I have the following C# console app code that uses the HTMLAgilityPack to analyze some sample HTML:
static void Main(string[] args)
{
string input = @"
<span style=""font-style: italic"">This is the title</span>.
This is the introductory text:
<ol>
<li>List Item One</li>
<li>List Item Two</li>
<li>List Item Three</li>
<li>This list item is nested:
<ol>
<li>List Item Four A.</li>
<li>List Item Four B.</li>
</ol>
Yes it is.
</li>
<li>List Item Five</li>
</ol>
This is the footer text. Last updated: July 20, 2014
";
HtmlDocument doc = new HtmlDocument();
try
{
doc.LoadHtml(input);
}
catch (Exception e)
{
LogIt("ERROR: " + e.Message);
return;
}
HtmlNode get_title = doc.DocumentNode.SelectSingleNode("//span");
if (get_title != null)
{
LogIt("Title: '" + get_title.InnerHtml + "'");
}
HtmlNodeCollection get_outer_lists = doc.DocumentNode.SelectNodes("//ol//li");
if (get_outer_lists != null)
{
foreach (HtmlNode hn_outer in get_outer_lists)
{
LogIt("Begin outer for");
LogIt("outer HTML: '" + hn_outer.OuterHtml + "'");
// Now fetch inner list, the text above the inner list, and the
// text below the inner list.
HtmlNodeCollection get_inner_lists = doc.DocumentNode.SelectNodes("//ol//li//ol//li");
if (get_inner_lists != null)
{
foreach (HtmlNode hn_inner in get_inner_lists)
{
LogIt("\tinner HTML: '" + hn_inner.OuterHtml + "'");
}
}
else
{
LogIt("ERROR: Could not get inner list");
}
}
}
else
{
LogIt("ERROR: Could not select //ol//li");
Console.Read();
return;
}
Console.Read();
return;
}
private static void LogIt(string str)
{
Console.WriteLine(str);
return;
}
...and this is the output:
Title: 'This is the title'
Begin outer for
outer HTML: '<li>List Item One</li>'
inner HTML: '<li>List Item Four A.</li>'
inner HTML: '<li>List Item Four B.</li>'
Begin outer for
outer HTML: '<li>List Item Two</li>'
inner HTML: '<li>List Item Four A.</li>'
inner HTML: '<li>List Item Four B.</li>'
Begin outer for
outer HTML: '<li>List Item Three</li>'
inner HTML: '<li>List Item Four A.</li>'
inner HTML: '<li>List Item Four B.</li>'
Begin outer for
outer HTML: '<li>This list item is nested:
<ol>
<li>List Item Four A.</li>
<li>List Item Four B.</li>
</ol>
Yes it is.
</li>'
inner HTML: '<li>List Item Four A.</li>'
inner HTML: '<li>List Item Four B.</li>'
Begin outer for
outer HTML: '<li>List Item Four A.</li>'
inner HTML: '<li>List Item Four A.</li>'
inner HTML: '<li>List Item Four B.</li>'
Begin outer for
outer HTML: '<li>List Item Four B.</li>'
inner HTML: '<li>List Item Four A.</li>'
inner HTML: '<li>List Item Four B.</li>'
Begin outer for
outer HTML: '<li>List Item Five</li>'
inner HTML: '<li>List Item Four A.</li>'
inner HTML: '<li>List Item Four B.</li>'
- I can get the title text just fine, but how do I get the introductory text or the footer?

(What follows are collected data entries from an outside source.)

//! # Block Renderer
//!
//! One handler per block kind. Every handler follows the same shape: measure
//! how tall the block will be, ask the cursor for that much space, draw at the
//! slot it returns. Handlers keep no state of their own apart from which photo
//! group comes next.
//!
//! Blocks taller than a page (a question with pages of comments, an essay of
//! a recommendation) are drawn one line band at a time so the cursor can
//! carry them across page boundaries.

use std::slice;

use tracing::debug;

use crate::config::ReportConfig;
use crate::content::{Block, PhotoGroupKind, Response, Summary};
use crate::layout::cursor::PageFlowCursor;
use crate::layout::Surface;
use crate::model::{Photo, Recommendation};
use crate::photo::{box_for, PreparedImages};
use crate::style::{palette, priority_color, status_color, Color, TextStyle};
use crate::text::BrokenLine;

/// Label drawn in place of a photo that failed to load.
pub const PHOTO_PLACEHOLDER: &str = "Photo could not be loaded";

const BLOCK_GAP: f64 = 12.0;
const CELL_PAD: f64 = 4.0;
const BANNER_HEIGHT: f64 = 28.0;
const LEGEND_HEIGHT: f64 = 18.0;
const SUMMARY_HEIGHT: f64 = 60.0;
const DETAIL_LINE_HEIGHT: f64 = 18.0;
const PLACEHOLDER_HEIGHT: f64 = 24.0;

/// Horizontal layout of the question table.
#[derive(Debug, Clone, Copy)]
struct Columns {
    reg_x: f64,
    reg_w: f64,
    question_x: f64,
    question_w: f64,
    answer_x: f64,
    answer_w: f64,
    comments_x: f64,
    comments_w: f64,
}

impl Columns {
    fn new(left: f64, width: f64) -> Self {
        Self {
            reg_x: left,
            reg_w: 55.0,
            question_x: left + 60.0,
            question_w: width - 240.0,
            answer_x: left + width - 170.0,
            answer_w: 60.0,
            comments_x: left + width - 105.0,
            comments_w: 95.0,
        }
    }
}

pub struct BlockRenderer<'a> {
    config: &'a ReportConfig,
    images: &'a PreparedImages,
    banner: Color,
    /// Ordinal of the next photo group, matching `PreparedImages`.
    next_group: usize,
}
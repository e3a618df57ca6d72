//! # Text Layout
//!
//! Greedy line breaking against real font metrics. Break opportunities come
//! from UAX#14; a word that is wider than the whole line is hyphenated at a
//! syllable boundary when one fits, and hard-split otherwise, so wrapping
//! always terminates and never produces a line wider than `max_width` unless
//! a single character is.

use crate::font::FontContext;
use crate::style::FontWeight;
use unicode_linebreak::{linebreaks, BreakOpportunity};

/// A line of text after line-breaking.
#[derive(Debug, Clone, PartialEq)]
pub struct BrokenLine {
    pub text: String,
    /// Width of the line excluding trailing spaces.
    pub width: f64,
}

/// Compute UAX#14 break opportunities indexed by char position.
///
/// Returns a vec of length `text.chars().count()`. Each entry is the break
/// opportunity *before* that character position. Index 0 is always `None`.
fn compute_break_opportunities(text: &str) -> Vec<Option<BreakOpportunity>> {
    let char_count = text.chars().count();
    let mut result = vec![None; char_count];

    // linebreaks() yields byte offsets of the start of the next segment.
    let mut byte_to_char = vec![0usize; text.len() + 1];
    for (char_idx, (byte_idx, _)) in text.char_indices().enumerate() {
        byte_to_char[byte_idx] = char_idx;
    }
    byte_to_char[text.len()] = char_count;

    for (byte_offset, opp) in linebreaks(text) {
        let char_idx = byte_to_char[byte_offset];
        if char_idx < char_count {
            result[char_idx] = Some(opp);
        }
    }

    result
}

fn is_newline(ch: char) -> bool {
    matches!(ch, '\n' | '\r' | '\u{2028}' | '\u{2029}')
}

#[derive(Debug, Clone, Default)]
pub struct TextLayout {
    fonts: FontContext,
}

impl TextLayout {
    pub fn new(fonts: FontContext) -> Self {
        Self { fonts }
    }

    /// Break a string into lines that fit within `max_width`.
    ///
    /// Empty input yields no lines.
    pub fn break_into_lines(
        &self,
        text: &str,
        max_width: f64,
        font_size: f64,
        weight: FontWeight,
    ) -> Vec<BrokenLine> {
        if text.is_empty() {
            return Vec::new();
        }

        let chars: Vec<char> = text.chars().collect();
        let widths: Vec<f64> = chars
            .iter()
            .map(|&ch| self.fonts.char_width(ch, weight, font_size))
            .collect();
        let hyphen_width = self.fonts.char_width('-', weight, font_size);
        let break_opps = compute_break_opportunities(text);

        let mut lines = Vec::new();
        let mut line_start = 0;
        let mut line_width = 0.0;
        let mut last_break_point: Option<usize> = None;

        for (i, &ch) in chars.iter().enumerate() {
            if i > 0 {
                match break_opps[i] {
                    Some(BreakOpportunity::Mandatory) => {
                        lines.push(make_line(&chars[line_start..i], &widths[line_start..i]));
                        line_start = i;
                        line_width = 0.0;
                        last_break_point = None;
                    }
                    Some(BreakOpportunity::Allowed) => last_break_point = Some(i - 1),
                    None => {}
                }
            }

            if is_newline(ch) {
                continue;
            }

            let char_width = widths[i];
            // Trailing spaces hang past the edge; make_line trims them.
            if ch == ' ' {
                line_width += char_width;
                continue;
            }

            if line_width + char_width > max_width && line_start < i {
                // Break after the last opportunity on this line if there is one.
                if let Some(bp) = last_break_point.filter(|&bp| bp >= line_start) {
                    let break_at = bp + 1;
                    lines.push(make_line(
                        &chars[line_start..break_at],
                        &widths[line_start..break_at],
                    ));
                    line_start = break_at;
                    line_width = widths[line_start..=i].iter().sum();
                    last_break_point = None;
                    continue;
                }

                if let Some((line, new_start)) = self.try_hyphenate_word(
                    &chars,
                    &widths,
                    line_start,
                    i,
                    max_width,
                    hyphen_width,
                ) {
                    lines.push(line);
                    line_start = new_start;
                    line_width = widths[line_start..=i].iter().sum();
                    last_break_point = None;
                    continue;
                }

                lines.push(make_line(&chars[line_start..i], &widths[line_start..i]));
                line_start = i;
                line_width = char_width;
                last_break_point = None;
                continue;
            }

            line_width += char_width;
        }

        if line_start < chars.len() {
            lines.push(make_line(&chars[line_start..], &widths[line_start..]));
        }

        lines
    }

    /// Measure the width of a string on a single line.
    pub fn measure_width(&self, text: &str, font_size: f64, weight: FontWeight) -> f64 {
        self.fonts.measure_string(text, weight, font_size)
    }

    /// Split the word overflowing at `overflow_at` at the rightmost English
    /// syllable boundary that still fits, appending a visible hyphen.
    fn try_hyphenate_word(
        &self,
        chars: &[char],
        widths: &[f64],
        line_start: usize,
        overflow_at: usize,
        max_width: f64,
        hyphen_width: f64,
    ) -> Option<(BrokenLine, usize)> {
        let mut word_start = overflow_at;
        while word_start > line_start && !chars[word_start - 1].is_whitespace() {
            word_start -= 1;
        }
        if overflow_at <= word_start {
            return None;
        }

        let word: String = chars[word_start..overflow_at].iter().collect();
        let syllables: Vec<&str> = hypher::hyphenate(&word, hypher::Lang::English).collect();
        if syllables.len() < 2 {
            return None;
        }

        let prefix_width: f64 = widths[line_start..word_start].iter().sum();
        let mut best_break = None;
        let mut offset = word_start;
        for syllable in &syllables[..syllables.len() - 1] {
            offset += syllable.chars().count();
            let part_width: f64 = widths[word_start..offset].iter().sum();
            if prefix_width + part_width + hyphen_width <= max_width {
                best_break = Some(offset);
            }
        }

        let break_at = best_break?;
        let mut line = make_line(&chars[line_start..break_at], &widths[line_start..break_at]);
        line.text.push('-');
        line.width += hyphen_width;
        Some((line, break_at))
    }
}

/// Create a BrokenLine, dropping trailing spaces and line terminators.
fn make_line(chars: &[char], widths: &[f64]) -> BrokenLine {
    let mut end = chars.len();
    while end > 0 && (chars[end - 1] == ' ' || is_newline(chars[end - 1])) {
        end -= 1;
    }
    BrokenLine {
        text: chars[..end].iter().collect(),
        width: widths[..end].iter().sum(),
    }
}

#[cfg(test)]
mod tests {
    use super::*;

    fn tl() -> TextLayout {
        TextLayout::new(FontContext::new())
    }

    #[test]
    fn test_empty_text_has_no_lines() {
        assert!(tl().break_into_lines("", 100.0, 12.0, FontWeight::Regular).is_empty());
    }

    #[test]
    fn test_short_text_single_line() {
        let lines = tl().break_into_lines("Guard fitted", 300.0, 12.0, FontWeight::Regular);
        assert_eq!(lines.len(), 1);
        assert_eq!(lines[0].text, "Guard fitted");
    }

    #[test]
    fn test_wraps_at_spaces() {
        let text = "Is the equipment suitable for the purpose for which it is used";
        let lines = tl().break_into_lines(text, 120.0, 11.0, FontWeight::Regular);
        assert!(lines.len() > 1);
        for line in &lines {
            assert!(line.width <= 120.0, "line '{}' is {} wide", line.text, line.width);
            assert!(!line.text.ends_with(' '));
        }
        let rejoined: Vec<&str> = lines.iter().map(|l| l.text.as_str()).collect();
        assert_eq!(rejoined.join(" "), text);
    }

    #[test]
    fn test_mandatory_break() {
        let lines = tl().break_into_lines("first\nsecond", 300.0, 12.0, FontWeight::Regular);
        let texts: Vec<&str> = lines.iter().map(|l| l.text.as_str()).collect();
        assert_eq!(texts, vec!["first", "second"]);
    }

    #[test]
    fn test_unbreakable_run_is_force_split() {
        let text = "x".repeat(200);
        let lines = tl().break_into_lines(&text, 50.0, 12.0, FontWeight::Regular);
        assert!(lines.len() > 1);
        let total: usize = lines
            .iter()
            .map(|l| l.text.trim_end_matches('-').chars().count())
            .sum();
        assert_eq!(total, 200);
        for line in &lines {
            assert!(line.width <= 50.0);
        }
    }

    #[test]
    fn test_long_word_hyphenates() {
        let lines = tl().break_into_lines("extraordinarily", 50.0, 12.0, FontWeight::Regular);
        assert!(lines.len() >= 2);
        assert!(lines[0].text.ends_with('-'), "got '{}'", lines[0].text);
    }

    #[test]
    fn test_bold_wraps_sooner() {
        let text = "Maintenance records are kept up to date";
        let regular = tl().break_into_lines(text, 150.0, 12.0, FontWeight::Regular);
        let bold = tl().break_into_lines(text, 150.0, 12.0, FontWeight::Bold);
        assert!(bold.len() >= regular.len());
    }
}
//! Report configuration.
//!
//! Defaults live on the structs so `ReportConfig::default()` needs no I/O.
//! `load` layers an optional file and `REPORT__*` environment variables on
//! top of them.

use std::path::Path;

use config::{Config as ConfigLoader, ConfigError, Environment, File};
use serde::{Deserialize, Serialize};

use crate::model::PageConfig;
use crate::style::{palette, Color};

#[derive(Debug, Clone, Serialize, Deserialize)]
#[serde(default)]
pub struct ReportConfig {
    pub layout: LayoutConfig,
    pub photos: PhotoConfig,
    pub report: ReportText,
    pub log_level: String,
}

impl Default for ReportConfig {
    fn default() -> Self {
        Self {
            layout: LayoutConfig::default(),
            photos: PhotoConfig::default(),
            report: ReportText::default(),
            log_level: "info".to_string(),
        }
    }
}

#[derive(Debug, Clone, Serialize, Deserialize)]
#[serde(default)]
pub struct LayoutConfig {
    pub page: PageConfig,
    /// Do not start a section header with less vertical space than this.
    pub section_min_space: f64,
    pub row_min_height: f64,
    pub body_font_size: f64,
    pub header_height: f64,
    /// Draw "Page n of N" in the bottom margin.
    pub page_numbers: bool,
}

impl Default for LayoutConfig {
    fn default() -> Self {
        Self {
            page: PageConfig::default(),
            section_min_space: 70.0,
            row_min_height: 28.0,
            body_font_size: 11.0,
            header_height: 60.0,
            page_numbers: true,
        }
    }
}

/// Width and height of a bounding box in points.
#[derive(Debug, Clone, Copy, PartialEq, Serialize, Deserialize)]
pub struct BoxSize {
    pub width: f64,
    pub height: f64,
}

impl BoxSize {
    pub const fn new(width: f64, height: f64) -> Self {
        Self { width, height }
    }
}

#[derive(Debug, Clone, Serialize, Deserialize)]
#[serde(default)]
pub struct PhotoConfig {
    pub question_box: BoxSize,
    pub nameplate_box: BoxSize,
    pub gap_x: f64,
    pub gap_y: f64,
    pub jpeg_quality: u8,
    pub fetch_timeout_secs: u64,
    pub max_concurrent_fetches: usize,
}

impl Default for PhotoConfig {
    fn default() -> Self {
        Self {
            question_box: BoxSize::new(180.0, 135.0),
            nameplate_box: BoxSize::new(140.0, 105.0),
            gap_x: 20.0,
            gap_y: 10.0,
            jpeg_quality: 85,
            fetch_timeout_secs: 15,
            max_concurrent_fetches: 4,
        }
    }
}

#[derive(Debug, Clone, Serialize, Deserialize)]
#[serde(default)]
pub struct ReportText {
    pub title: String,
    pub filename_prefix: String,
    /// `#rrggbb` color of the page header and banners.
    pub banner_color: String,
}

impl Default for ReportText {
    fn default() -> Self {
        Self {
            title: "PUWER Assessment Report".to_string(),
            filename_prefix: "PUWER_Assessment".to_string(),
            banner_color: "#007bff".to_string(),
        }
    }
}

impl ReportText {
    pub fn banner(&self) -> Color {
        if self.banner_color.trim().is_empty() {
            palette::PRIMARY
        } else {
            Color::hex(&self.banner_color)
        }
    }
}

impl ReportConfig {
    /// Load configuration: struct defaults, then `path` (or `report.*` in the
    /// working directory if present), then `REPORT__SECTION__KEY` variables.
    pub fn load(path: Option<&Path>) -> Result<Self, ConfigError> {
        let builder = ConfigLoader::builder().set_default("log_level", "info")?;

        let builder = match path {
            Some(path) => builder.add_source(File::from(path)),
            None => builder.add_source(File::with_name("report").required(false)),
        };

        let config = builder
            // e.g. REPORT__LAYOUT__ROW_MIN_HEIGHT=32
            .add_source(Environment::with_prefix("REPORT").separator("__"))
            .build()?;

        config.try_deserialize()
    }
}

#[cfg(test)]
mod tests {
    use super::*;
    use std::io::Write;

    #[test]
    fn test_defaults() {
        let config = ReportConfig::default();
        assert_eq!(config.layout.section_min_space, 70.0);
        assert_eq!(config.layout.row_min_height, 28.0);
        assert_eq!(config.photos.question_box, BoxSize::new(180.0, 135.0));
        assert_eq!(config.photos.nameplate_box, BoxSize::new(140.0, 105.0));
        assert_eq!(config.photos.jpeg_quality, 85);
        assert_eq!(config.report.banner(), palette::PRIMARY);
    }

    #[test]
    fn test_file_overrides_defaults() {
        let mut file = tempfile::Builder::new().suffix(".toml").tempfile().unwrap();
        writeln!(
            file,
            "log_level = \"debug\"\n\n[layout]\nrow_min_height = 32.0\n\n[report]\ntitle = \"Site Audit\""
        )
        .unwrap();

        let config = ReportConfig::load(Some(file.path())).unwrap();
        assert_eq!(config.log_level, "debug");
        assert_eq!(config.layout.row_min_height, 32.0);
        assert_eq!(config.report.title, "Site Audit");
        // Untouched keys keep their defaults
        assert_eq!(config.layout.section_min_space, 70.0);
        assert_eq!(config.photos.max_concurrent_fetches, 4);
    }

    #[test]
    fn test_missing_explicit_file_is_an_error() {
        let dir = tempfile::tempdir().unwrap();
        let missing = dir.path().join("absent.toml");
        assert!(ReportConfig::load(Some(&missing)).is_err());
    }
}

They don't belong to an HTML element I can select.
- The outer foreach loop iterates through both the outer and the inner ordered lists. How do I change the XPath string so that the outer for loop only iterates through the outer list? The inner for loop should take care of the inner list.